Quando meu pai foi embora, olhei pela janela da sala, o vi colocando as últimas coisas no carro e dando a partida. Quando tudo acabou fiquei em uma sala vazia, mas cheia de lágrimas. Peguei a vassoura e terminei de chorar enquanto limpava a poeira que o desmonte dos móveis deixou. Hoje em dia, se olho pela mesma janela, ainda sinto que preciso começar a varrer. 
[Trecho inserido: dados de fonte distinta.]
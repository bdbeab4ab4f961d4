use serde::{Deserialize, Serialize};

#[derive(Debug, Clone, Copy, Default, PartialEq, Eq, Serialize, Deserialize)]
pub enum OutputFormat {
    /// Human-readable sectioned report
    #[default]
    Text,
    Json,
    Yaml,
}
Esse ano -- nos dias em que isolar-se ainda era opção, e de certa forma, diversão para um sábado à noite de descanso --, fiz minha primeira tatuagem. A planejei desde os 17 anos, mais ou menos. A nuvem com gotas de chuva caindo hoje me acompanha aonde quer que eu vá. Ela aconteceu porque um dia em algum ano entre 2010 e 2012, descobri a música Stop Crying Your Heart Out, do Oasis, enquanto lia alguma fanfic. Achei a música bonita e baixei, alheia ao sentimento que ela possuiria pra mim mais tarde. Além disso, a nuvem aconteceu porque já fui alguém muito pessimista, e a visão da água que sai pra tudo clarear me lembra que às vezes é preciso deixar ir. Escapar. Sair. Cair. Esvaziar. 
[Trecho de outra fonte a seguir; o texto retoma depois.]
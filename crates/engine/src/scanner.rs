use indexmap::IndexMap;
use serde::Serialize;
use std::collections::BTreeSet;

/// Highest code point still considered ASCII.
pub const ASCII_MAX: u32 = 127;

#[must_use]
pub const fn is_non_ascii(c: char) -> bool {
    c as u32 > ASCII_MAX
}

/// Occurrence counts of non-ASCII characters, in first-seen order.
#[derive(Debug, Clone, Default, PartialEq, Eq, Serialize)]
#[serde(transparent)]
pub struct FrequencyTable {
    counts: IndexMap<char, usize>,
}

impl FrequencyTable {
    pub fn record(&mut self, c: char) {
        *self.counts.entry(c).or_insert(0) += 1;
    }

    #[must_use]
    pub fn count(&self, c: char) -> usize {
        self.counts.get(&c).copied().unwrap_or(0)
    }

    #[must_use]
    pub fn is_empty(&self) -> bool {
        self.counts.is_empty()
    }

    /// Number of distinct characters.
    #[must_use]
    pub fn len(&self) -> usize {
        self.counts.len()
    }

    /// Sum of all counts.
    #[must_use]
    pub fn total(&self) -> usize {
        self.counts.values().sum()
    }

    /// The distinct characters, ordered by code point.
    #[must_use]
    pub fn char_set(&self) -> BTreeSet<char> {
        self.counts.keys().copied().collect()
    }

    #[must_use]
    pub fn sorted_chars(&self) -> Vec<char> {
        self.char_set().into_iter().collect()
    }

    /// The `n` most frequent characters.
    ///
    /// Equal counts keep the order in which the characters were first seen.
    #[must_use]
    pub fn most_common(&self, n: usize) -> Vec<(char, usize)> {
        let mut entries: Vec<(char, usize)> = self.iter().collect();
        // sort_by is stable
        entries.sort_by(|a, b| b.1.cmp(&a.1));
        entries.truncate(n);
        entries
    }

    pub fn iter(&self) -> impl Iterator<Item = (char, usize)> + '_ {
        self.counts.iter().map(|(&c, &count)| (c, count))
    }
}

/// Count every non-ASCII character of `text` in a single pass.
#[must_use]
pub fn scan(text: &str) -> FrequencyTable {
    let mut table = FrequencyTable::default();
    for c in text.chars().filter(|&c| is_non_ascii(c)) {
        table.record(c);
    }
    log::debug!(
        "scanned {} non-ASCII characters ({} unique)",
        table.total(),
        table.len()
    );
    table
}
Segurei tanta coisa nos últimos quatro anos. 

Hoje doeu. 

Meus ombros suportaram demais. 


Estou hoje vencido, como se soubesse a verdade.

Estou hoje lúcido, como se estivesse para morrer,

E não tivesse mais irmandade com as coisas

Senão uma despedida, tornando-se esta casa e este lado da rua

A fileira de carruagens de um comboio, e uma partida apitada

De dentro da minha cabeça,

E uma sacudidela dos meus nervos e um ranger de ossos na ida.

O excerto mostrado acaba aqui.